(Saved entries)
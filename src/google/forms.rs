use async_trait::async_trait;
use serde::{Deserialize, Serialize};
use serde_json::{json, Value};
use utoipa::ToSchema;

use super::{check_status, FormPublisher, GoogleApiError, GoogleWorkspace};

const FORMS_API: &str = "https://forms.googleapis.com/v1/forms";
const DRIVE_FILES_API: &str = "https://www.googleapis.com/drive/v3/files";

/// What the form-creation service needs: title, price for the confirmation question,
/// and the complete description text.
#[derive(Debug, Clone)]
pub struct EventForm {
    pub title: String,
    pub price: String,
    pub description: String,
}

#[derive(Debug, Clone, Serialize, ToSchema)]
pub struct PublishedForm {
    pub form_id: String,
    pub edit_url: String,
    pub view_url: String,
}

impl PublishedForm {
    pub fn from_id(form_id: impl Into<String>) -> Self {
        let form_id = form_id.into();
        Self {
            edit_url: format!("https://docs.google.com/forms/d/{form_id}/edit"),
            view_url: format!("https://docs.google.com/forms/d/{form_id}/viewform"),
            form_id,
        }
    }
}

#[derive(Debug, Deserialize)]
#[serde(rename_all = "camelCase")]
struct CreatedForm {
    form_id: String,
}

#[derive(Debug, Default, Deserialize)]
struct DriveParents {
    #[serde(default)]
    parents: Vec<String>,
}

fn text_question(index: usize, title: &str, description: Option<&str>) -> Value {
    let mut item = json!({
        "title": title,
        "questionItem": { "question": { "required": true, "textQuestion": {} } }
    });
    if let Some(description) = description {
        item["description"] = json!(description);
    }
    json!({ "createItem": { "item": item, "location": { "index": index } } })
}

fn radio_question(index: usize, title: &str, options: &[&str]) -> Value {
    let options: Vec<Value> = options.iter().map(|value| json!({ "value": value })).collect();
    json!({
        "createItem": {
            "item": {
                "title": title,
                "questionItem": {
                    "question": {
                        "required": true,
                        "choiceQuestion": { "type": "RADIO", "options": options }
                    }
                }
            },
            "location": { "index": index }
        }
    })
}

/// The sign-up questions, in display order.
pub fn question_requests(price: &str) -> Vec<Value> {
    let confirmation = format!("Okay - {price}");
    vec![
        radio_question(0, &format!("This event will cost you {price}"), &[confirmation.as_str()]),
        text_question(1, "First Name", None),
        text_question(2, "Last Name", None),
        text_question(
            3,
            "Country of Origin",
            Some("Please start with a capital letter (e.g. Germany)"),
        ),
        text_question(
            4,
            "Phone Number",
            Some("Please follow the pattern (e.g. +49 ..., +38....)"),
        ),
        radio_question(
            5,
            "Do you have a Deutschlandticket for the month the event takes place?",
            &["Yes", "No"],
        ),
        radio_question(
            6,
            "Exchange Type",
            &[
                "Erasmus (Hochschule München!)",
                "Other (Hochschule München!)",
                "Tutor",
            ],
        ),
    ]
}

impl GoogleWorkspace {
    async fn batch_update(
        &self,
        token: &str,
        form_id: &str,
        requests: Vec<Value>,
    ) -> Result<(), GoogleApiError> {
        check_status(
            self.http
                .post(format!("{FORMS_API}/{form_id}:batchUpdate"))
                .bearer_auth(token)
                .json(&json!({ "requests": requests }))
                .send()
                .await?,
        )
        .await?;
        Ok(())
    }

    async fn rename_drive_file(&self, token: &str, file_id: &str, name: &str) -> Result<(), GoogleApiError> {
        check_status(
            self.http
                .patch(format!("{DRIVE_FILES_API}/{file_id}"))
                .query(&[("fields", "id,name")])
                .bearer_auth(token)
                .json(&json!({ "name": name }))
                .send()
                .await?,
        )
        .await?;
        Ok(())
    }

    async fn move_drive_file(&self, token: &str, file_id: &str, folder_id: &str) -> Result<(), GoogleApiError> {
        let current: DriveParents = check_status(
            self.http
                .get(format!("{DRIVE_FILES_API}/{file_id}"))
                .query(&[("fields", "parents")])
                .bearer_auth(token)
                .send()
                .await?,
        )
        .await?
        .json()
        .await?;

        let remove_parents = current.parents.join(",");
        check_status(
            self.http
                .patch(format!("{DRIVE_FILES_API}/{file_id}"))
                .query(&[
                    ("addParents", folder_id),
                    ("removeParents", remove_parents.as_str()),
                    ("fields", "id,parents"),
                ])
                .bearer_auth(token)
                .json(&json!({}))
                .send()
                .await?,
        )
        .await?;
        Ok(())
    }
}

#[async_trait]
impl FormPublisher for GoogleWorkspace {
    /// Creates the form, then sets its description and questions. Renaming and moving the
    /// Drive file afterwards only logs warnings on failure.
    async fn publish_form(&self, form: &EventForm) -> Result<PublishedForm, GoogleApiError> {
        let token = self.bearer().await?;

        let created: CreatedForm = check_status(
            self.http
                .post(FORMS_API)
                .bearer_auth(&token)
                .json(&json!({ "info": { "title": form.title } }))
                .send()
                .await?,
        )
        .await?
        .json()
        .await?;
        let published = PublishedForm::from_id(created.form_id);
        log::info!("Created form {} for '{}'", published.form_id, form.title);

        let description = json!({
            "updateFormInfo": {
                "info": { "description": form.description },
                "updateMask": "description"
            }
        });
        self.batch_update(&token, &published.form_id, vec![description])
            .await?;
        self.batch_update(&token, &published.form_id, question_requests(&form.price))
            .await?;

        if let Err(e) = self
            .rename_drive_file(&token, &published.form_id, &form.title)
            .await
        {
            log::warn!("Could not rename form {} in Drive: {}", published.form_id, e);
        }

        match &self.forms_folder_id {
            Some(folder_id) => {
                if let Err(e) = self.move_drive_file(&token, &published.form_id, folder_id).await {
                    log::warn!(
                        "Could not move form {} into folder {}: {}",
                        published.form_id,
                        folder_id,
                        e
                    );
                }
            }
            None => log::debug!("No forms folder configured, leaving form in Drive root"),
        }

        Ok(published)
    }
}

## WHAT TO PRODUCE
Take the entries above and transcribe them exactly as they stand.

## ANSWER BELOW
filename src/google/forms.rs
use async_trait::async_trait;
use serde::{Deserialize, Serialize};
use serde_json::{json, Value};
use utoipa::ToSchema;

use super::{check_status, FormPublisher, GoogleApiError, GoogleWorkspace};

const FORMS_API: &str = "https://forms.googleapis.com/v1/forms";
const DRIVE_FILES_API: &str = "https://www.googleapis.com/drive/v3/files";

/// What the form-creation service needs: title, price for the confirmation question,
/// and the complete description text.
#[derive(Debug, Clone)]
pub struct EventForm {
    pub title: String,
    pub price: String,
    pub description: String,
}

#[derive(Debug, Clone, Serialize, ToSchema)]
pub struct PublishedForm {
    pub form_id: String,
    pub edit_url: String,
    pub view_url: String,
}

impl PublishedForm {
    pub fn from_id(form_id: impl Into<String>) -> Self {
        let form_id = form_id.into();
        Self {
            edit_url: format!("https://docs.google.com/forms/d/{form_id}/edit"),
            view_url: format!("https://docs.google.com/forms/d/{form_id}/viewform"),
            form_id,
        }
    }
}

#[derive(Debug, Deserialize)]
#[serde(rename_all = "camelCase")]
struct CreatedForm {
    form_id: String,
}

#[derive(Debug, Default, Deserialize)]
struct DriveParents {
    #[serde(default)]
    parents: Vec<String>,
}

fn text_question(index: usize, title: &str, description: Option<&str>) -> Value {
    let mut item = json!({
        "title": title,
        "questionItem": { "question": { "required": true, "textQuestion": {} } }
    });
    if let Some(description) = description {
        item["description"] = json!(description);
    }
    json!({ "createItem": { "item": item, "location": { "index": index } } })
}

fn radio_question(index: usize, title: &str, options: &[&str]) -> Value {
    let options: Vec<Value> = options.iter().map(|value| json!({ "value": value })).collect();
    json!({
        "createItem": {
            "item": {
                "title": title,
                "questionItem": {
                    "question": {
                        "required": true,
                        "choiceQuestion": { "type": "RADIO", "options": options }
                    }
                }
            },
            "location": { "index": index }
        }
    })
}

/// The sign-up questions, in display order.
pub fn question_requests(price: &str) -> Vec<Value> {
    let confirmation = format!("Okay - {price}");
    vec![
        radio_question(0, &format!("This event will cost you {price}"), &[confirmation.as_str()]),
        text_question(1, "First Name", None),
        text_question(2, "Last Name", None),
        text_question(
            3,
            "Country of Origin",
            Some("Please start with a capital letter (e.g. Germany)"),
        ),
        text_question(
            4,
            "Phone Number",
            Some("Please follow the pattern (e.g. +49 ..., +38....)"),
        ),
        radio_question(
            5,
            "Do you have a Deutschlandticket for the month the event takes place?",
            &["Yes", "No"],
        ),
        radio_question(
            6,
            "Exchange Type",
            &[
                "Erasmus (Hochschule München!)",
                "Other (Hochschule München!)",
                "Tutor",
            ],
        ),
    ]
}

impl GoogleWorkspace {
    async fn batch_update(
        &self,
        token: &str,
        form_id: &str,
        requests: Vec<Value>,
    ) -> Result<(), GoogleApiError> {
        check_status(
            self.http
                .post(format!("{FORMS_API}/{form_id}:batchUpdate"))
                .bearer_auth(token)
                .json(&json!({ "requests": requests }))
                .send()
                .await?,
        )
        .await?;
        Ok(())
    }

    async fn rename_drive_file(&self, token: &str, file_id: &str, name: &str) -> Result<(), GoogleApiError> {
        check_status(
            self.http
                .patch(format!("{DRIVE_FILES_API}/{file_id}"))
                .query(&[("fields", "id,name")])
                .bearer_auth(token)
                .json(&json!({ "name": name }))
                .send()
                .await?,
        )
        .await?;
        Ok(())
    }

    async fn move_drive_file(&self, token: &str, file_id: &str, folder_id: &str) -> Result<(), GoogleApiError> {
        let current: DriveParents = check_status(
            self.http
                .get(format!("{DRIVE_FILES_API}/{file_id}"))
                .query(&[("fields", "parents")])
                .bearer_auth(token)
                .send()
                .await?,
        )
        .await?
        .json()
        .await?;

        let remove_parents = current.parents.join(",");
        check_status(
            self.http
                .patch(format!("{DRIVE_FILES_API}/{file_id}"))
                .query(&[
                    ("addParents", folder_id),
                    ("removeParents", remove_parents.as_str()),
                    ("fields", "id,parents"),
                ])
                .bearer_auth(token)
                .json(&json!({}))
                .send()
                .await?,
        )
        .await?;
        Ok(())
    }
}

#[async_trait]
impl FormPublisher for GoogleWorkspace {
    /// Creates the form, then sets its description and questions. Renaming and moving the
    /// Drive file afterwards only logs warnings on failure.
    async fn publish_form(&self, form: &EventForm) -> Result<PublishedForm, GoogleApiError> {
        let token = self.bearer().await?;

        let created: CreatedForm = check_status(
            self.http
                .post(FORMS_API)
                .bearer_auth(&token)
                .json(&json!({ "info": { "title": form.title } }))
                .send()
                .await?,
        )
        .await?
        .json()
        .await?;
        let published = PublishedForm::from_id(created.form_id);
        log::info!("Created form {} for '{}'", published.form_id, form.title);

        let description = json!({
            "updateFormInfo": {
                "info": { "description": form.description },
                "updateMask": "description"
            }
        });
        self.batch_update(&token, &published.form_id, vec![description])
            .await?;
        self.batch_update(&token, &published.form_id, question_requests(&form.price))
            .await?;

        if let Err(e) = self
            .rename_drive_file(&token, &published.form_id, &form.title)
            .await
        {
            log::warn!("Could not rename form {} in Drive: {}", published.form_id, e);
        }

        match &self.forms_folder_id {
            Some(folder_id) => {
                if let Err(e) = self.move_drive_file(&token, &published.form_id, folder_id).await {
                    log::warn!(
                        "Could not move form {} into folder {}: {}",
                        published.form_id,
                        folder_id,
                        e
                    );
                }
            }
            None => log::debug!("No forms folder configured, leaving form in Drive root"),
        }

        Ok(published)
    }
}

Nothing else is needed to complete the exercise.